*Exercise brief*:
Reproduce each line from the records that holds "BTreeMap".
(Material shown)
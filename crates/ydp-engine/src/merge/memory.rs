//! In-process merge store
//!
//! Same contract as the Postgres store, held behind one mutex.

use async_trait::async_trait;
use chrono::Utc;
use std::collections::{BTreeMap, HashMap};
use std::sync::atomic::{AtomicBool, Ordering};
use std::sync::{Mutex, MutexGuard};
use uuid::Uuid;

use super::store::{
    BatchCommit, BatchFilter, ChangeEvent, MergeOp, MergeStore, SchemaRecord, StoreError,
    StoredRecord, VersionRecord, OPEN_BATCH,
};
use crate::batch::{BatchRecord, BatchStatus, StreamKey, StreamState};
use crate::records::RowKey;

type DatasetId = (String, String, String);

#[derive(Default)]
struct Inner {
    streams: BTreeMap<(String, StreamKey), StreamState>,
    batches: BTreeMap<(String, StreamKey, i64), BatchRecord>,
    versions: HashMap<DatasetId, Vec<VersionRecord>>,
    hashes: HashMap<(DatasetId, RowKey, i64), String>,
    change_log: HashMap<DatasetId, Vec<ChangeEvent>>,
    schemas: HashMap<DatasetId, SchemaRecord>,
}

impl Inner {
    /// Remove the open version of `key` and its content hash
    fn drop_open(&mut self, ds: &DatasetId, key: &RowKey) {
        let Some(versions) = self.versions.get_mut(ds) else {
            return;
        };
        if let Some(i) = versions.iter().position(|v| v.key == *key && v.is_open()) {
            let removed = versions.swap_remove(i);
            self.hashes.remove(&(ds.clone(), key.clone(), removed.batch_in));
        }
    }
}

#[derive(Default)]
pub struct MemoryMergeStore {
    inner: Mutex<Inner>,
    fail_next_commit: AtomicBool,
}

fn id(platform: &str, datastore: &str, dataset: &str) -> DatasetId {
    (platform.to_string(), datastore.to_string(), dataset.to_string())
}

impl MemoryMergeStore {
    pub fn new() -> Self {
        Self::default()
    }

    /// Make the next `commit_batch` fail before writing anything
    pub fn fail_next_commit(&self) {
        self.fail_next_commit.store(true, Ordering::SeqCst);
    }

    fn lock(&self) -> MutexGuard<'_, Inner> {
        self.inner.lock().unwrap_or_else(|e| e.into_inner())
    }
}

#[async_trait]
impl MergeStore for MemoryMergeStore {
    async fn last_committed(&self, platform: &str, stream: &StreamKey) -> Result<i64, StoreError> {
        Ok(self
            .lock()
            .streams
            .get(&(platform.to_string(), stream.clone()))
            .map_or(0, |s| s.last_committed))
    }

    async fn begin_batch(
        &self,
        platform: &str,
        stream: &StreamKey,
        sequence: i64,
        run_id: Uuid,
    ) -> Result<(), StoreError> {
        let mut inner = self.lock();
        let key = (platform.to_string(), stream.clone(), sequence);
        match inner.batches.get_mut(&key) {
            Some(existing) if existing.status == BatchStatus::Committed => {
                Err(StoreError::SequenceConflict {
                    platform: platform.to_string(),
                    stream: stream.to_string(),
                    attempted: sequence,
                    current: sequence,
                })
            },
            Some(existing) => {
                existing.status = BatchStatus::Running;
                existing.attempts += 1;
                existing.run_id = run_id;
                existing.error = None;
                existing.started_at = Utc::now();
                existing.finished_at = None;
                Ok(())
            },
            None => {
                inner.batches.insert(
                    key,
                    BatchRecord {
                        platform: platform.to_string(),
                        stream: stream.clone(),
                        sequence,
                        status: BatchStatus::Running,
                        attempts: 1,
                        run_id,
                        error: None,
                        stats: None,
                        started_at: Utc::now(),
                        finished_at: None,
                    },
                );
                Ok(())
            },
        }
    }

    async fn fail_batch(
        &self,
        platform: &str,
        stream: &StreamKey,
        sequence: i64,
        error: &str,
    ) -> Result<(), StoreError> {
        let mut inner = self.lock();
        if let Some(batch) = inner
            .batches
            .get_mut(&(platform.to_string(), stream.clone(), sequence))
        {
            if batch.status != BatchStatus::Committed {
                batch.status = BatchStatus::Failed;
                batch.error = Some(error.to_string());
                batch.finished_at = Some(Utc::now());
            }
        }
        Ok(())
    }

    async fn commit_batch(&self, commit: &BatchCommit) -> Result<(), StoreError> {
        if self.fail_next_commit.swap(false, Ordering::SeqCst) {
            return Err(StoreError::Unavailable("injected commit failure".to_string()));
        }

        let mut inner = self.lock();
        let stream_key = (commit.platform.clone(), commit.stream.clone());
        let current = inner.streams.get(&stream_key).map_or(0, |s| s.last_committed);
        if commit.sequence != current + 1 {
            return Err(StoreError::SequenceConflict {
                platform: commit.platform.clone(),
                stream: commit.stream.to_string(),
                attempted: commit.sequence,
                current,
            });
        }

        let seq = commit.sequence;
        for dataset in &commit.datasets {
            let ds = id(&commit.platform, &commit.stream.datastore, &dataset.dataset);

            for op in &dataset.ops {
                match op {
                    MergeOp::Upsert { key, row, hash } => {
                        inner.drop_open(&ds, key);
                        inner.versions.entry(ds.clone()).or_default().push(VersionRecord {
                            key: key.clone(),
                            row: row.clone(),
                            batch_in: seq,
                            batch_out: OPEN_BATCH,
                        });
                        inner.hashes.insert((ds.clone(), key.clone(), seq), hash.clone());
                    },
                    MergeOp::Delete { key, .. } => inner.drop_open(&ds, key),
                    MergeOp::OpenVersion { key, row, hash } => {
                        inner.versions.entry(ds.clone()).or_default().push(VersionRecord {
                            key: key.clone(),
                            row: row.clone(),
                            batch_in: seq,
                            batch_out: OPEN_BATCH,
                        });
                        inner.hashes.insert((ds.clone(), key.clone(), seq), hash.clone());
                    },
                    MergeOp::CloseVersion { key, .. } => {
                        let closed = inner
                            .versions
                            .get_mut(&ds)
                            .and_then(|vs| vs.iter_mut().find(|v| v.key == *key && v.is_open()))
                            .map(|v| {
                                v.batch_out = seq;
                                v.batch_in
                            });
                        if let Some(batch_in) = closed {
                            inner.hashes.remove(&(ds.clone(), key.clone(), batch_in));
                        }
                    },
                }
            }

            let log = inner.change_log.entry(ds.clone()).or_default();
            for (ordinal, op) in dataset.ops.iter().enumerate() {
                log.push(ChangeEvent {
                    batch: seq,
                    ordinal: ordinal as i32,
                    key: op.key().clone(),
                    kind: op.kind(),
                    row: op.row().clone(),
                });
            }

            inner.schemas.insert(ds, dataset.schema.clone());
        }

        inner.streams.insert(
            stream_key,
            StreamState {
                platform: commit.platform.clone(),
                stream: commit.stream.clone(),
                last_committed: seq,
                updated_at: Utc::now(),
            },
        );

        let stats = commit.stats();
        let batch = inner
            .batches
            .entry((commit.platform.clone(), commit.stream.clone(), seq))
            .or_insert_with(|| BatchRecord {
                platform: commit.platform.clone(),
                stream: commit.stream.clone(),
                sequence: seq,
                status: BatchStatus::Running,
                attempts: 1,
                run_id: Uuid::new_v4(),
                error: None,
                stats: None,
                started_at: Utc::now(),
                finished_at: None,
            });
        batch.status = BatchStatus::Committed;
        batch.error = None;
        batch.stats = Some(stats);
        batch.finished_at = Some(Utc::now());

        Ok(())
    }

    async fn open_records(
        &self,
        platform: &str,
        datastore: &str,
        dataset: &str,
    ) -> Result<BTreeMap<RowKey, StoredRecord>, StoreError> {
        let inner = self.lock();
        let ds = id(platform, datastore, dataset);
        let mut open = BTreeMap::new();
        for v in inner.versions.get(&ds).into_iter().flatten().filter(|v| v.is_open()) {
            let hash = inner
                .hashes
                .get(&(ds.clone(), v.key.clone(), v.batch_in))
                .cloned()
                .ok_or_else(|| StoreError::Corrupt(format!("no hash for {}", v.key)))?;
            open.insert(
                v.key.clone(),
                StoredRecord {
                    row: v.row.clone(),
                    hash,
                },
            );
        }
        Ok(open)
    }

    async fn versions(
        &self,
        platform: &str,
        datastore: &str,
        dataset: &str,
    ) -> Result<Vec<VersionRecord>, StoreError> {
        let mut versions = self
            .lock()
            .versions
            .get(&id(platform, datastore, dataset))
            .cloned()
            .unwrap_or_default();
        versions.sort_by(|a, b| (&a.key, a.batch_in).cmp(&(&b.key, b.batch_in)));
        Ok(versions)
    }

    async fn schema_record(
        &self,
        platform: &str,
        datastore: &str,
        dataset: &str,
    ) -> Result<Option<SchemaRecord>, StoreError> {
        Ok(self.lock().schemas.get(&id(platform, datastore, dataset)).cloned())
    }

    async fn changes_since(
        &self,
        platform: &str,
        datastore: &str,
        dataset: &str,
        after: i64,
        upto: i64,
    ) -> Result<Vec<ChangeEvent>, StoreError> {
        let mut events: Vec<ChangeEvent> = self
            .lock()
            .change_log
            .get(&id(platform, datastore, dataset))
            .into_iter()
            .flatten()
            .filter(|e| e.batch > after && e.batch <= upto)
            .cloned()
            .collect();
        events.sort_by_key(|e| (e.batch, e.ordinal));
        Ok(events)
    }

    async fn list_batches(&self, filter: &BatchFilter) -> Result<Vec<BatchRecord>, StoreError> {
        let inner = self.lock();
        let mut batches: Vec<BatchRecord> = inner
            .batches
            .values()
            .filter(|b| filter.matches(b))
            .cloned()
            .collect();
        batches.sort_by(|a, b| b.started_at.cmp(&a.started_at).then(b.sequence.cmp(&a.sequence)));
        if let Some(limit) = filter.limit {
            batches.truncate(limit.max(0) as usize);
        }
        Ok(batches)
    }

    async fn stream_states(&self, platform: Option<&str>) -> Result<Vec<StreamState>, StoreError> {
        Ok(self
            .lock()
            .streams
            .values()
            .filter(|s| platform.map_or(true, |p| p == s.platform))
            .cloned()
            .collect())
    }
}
(End Material shown)
(Material shown)
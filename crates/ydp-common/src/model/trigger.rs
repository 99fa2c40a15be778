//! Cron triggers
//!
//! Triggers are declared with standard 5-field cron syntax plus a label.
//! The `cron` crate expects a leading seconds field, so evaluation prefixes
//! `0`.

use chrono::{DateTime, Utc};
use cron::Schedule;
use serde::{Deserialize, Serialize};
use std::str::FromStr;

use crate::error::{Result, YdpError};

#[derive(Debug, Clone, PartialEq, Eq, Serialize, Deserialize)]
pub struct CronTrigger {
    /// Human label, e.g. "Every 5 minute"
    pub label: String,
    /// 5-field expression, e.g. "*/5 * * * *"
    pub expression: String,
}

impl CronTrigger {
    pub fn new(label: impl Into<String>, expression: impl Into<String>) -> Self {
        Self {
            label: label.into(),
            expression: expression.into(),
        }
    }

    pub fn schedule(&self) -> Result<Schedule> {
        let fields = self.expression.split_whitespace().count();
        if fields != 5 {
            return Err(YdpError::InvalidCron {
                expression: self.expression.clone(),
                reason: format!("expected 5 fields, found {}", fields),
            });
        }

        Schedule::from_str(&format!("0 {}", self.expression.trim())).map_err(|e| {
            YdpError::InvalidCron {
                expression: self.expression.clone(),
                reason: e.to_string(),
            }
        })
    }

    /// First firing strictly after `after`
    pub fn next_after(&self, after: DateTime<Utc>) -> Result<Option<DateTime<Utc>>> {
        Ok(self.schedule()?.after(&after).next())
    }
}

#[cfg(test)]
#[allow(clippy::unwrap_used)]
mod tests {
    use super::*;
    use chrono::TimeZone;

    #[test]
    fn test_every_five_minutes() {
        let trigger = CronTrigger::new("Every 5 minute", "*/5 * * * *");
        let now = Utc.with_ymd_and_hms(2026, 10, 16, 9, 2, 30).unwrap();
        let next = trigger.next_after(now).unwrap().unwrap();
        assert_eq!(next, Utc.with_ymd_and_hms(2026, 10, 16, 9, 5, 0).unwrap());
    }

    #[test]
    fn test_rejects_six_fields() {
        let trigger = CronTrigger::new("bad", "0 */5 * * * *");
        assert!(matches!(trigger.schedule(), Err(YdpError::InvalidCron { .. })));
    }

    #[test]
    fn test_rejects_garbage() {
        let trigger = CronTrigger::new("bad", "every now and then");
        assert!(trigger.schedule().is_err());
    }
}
(End Material shown)
*Output of the exercise*:
use std::collections::{BTreeMap, HashMap};
    streams: BTreeMap<(String, StreamKey), StreamState>,
    batches: BTreeMap<(String, StreamKey, i64), BatchRecord>,
    ) -> Result<BTreeMap<RowKey, StoredRecord>, StoreError> {
        let mut open = BTreeMap::new();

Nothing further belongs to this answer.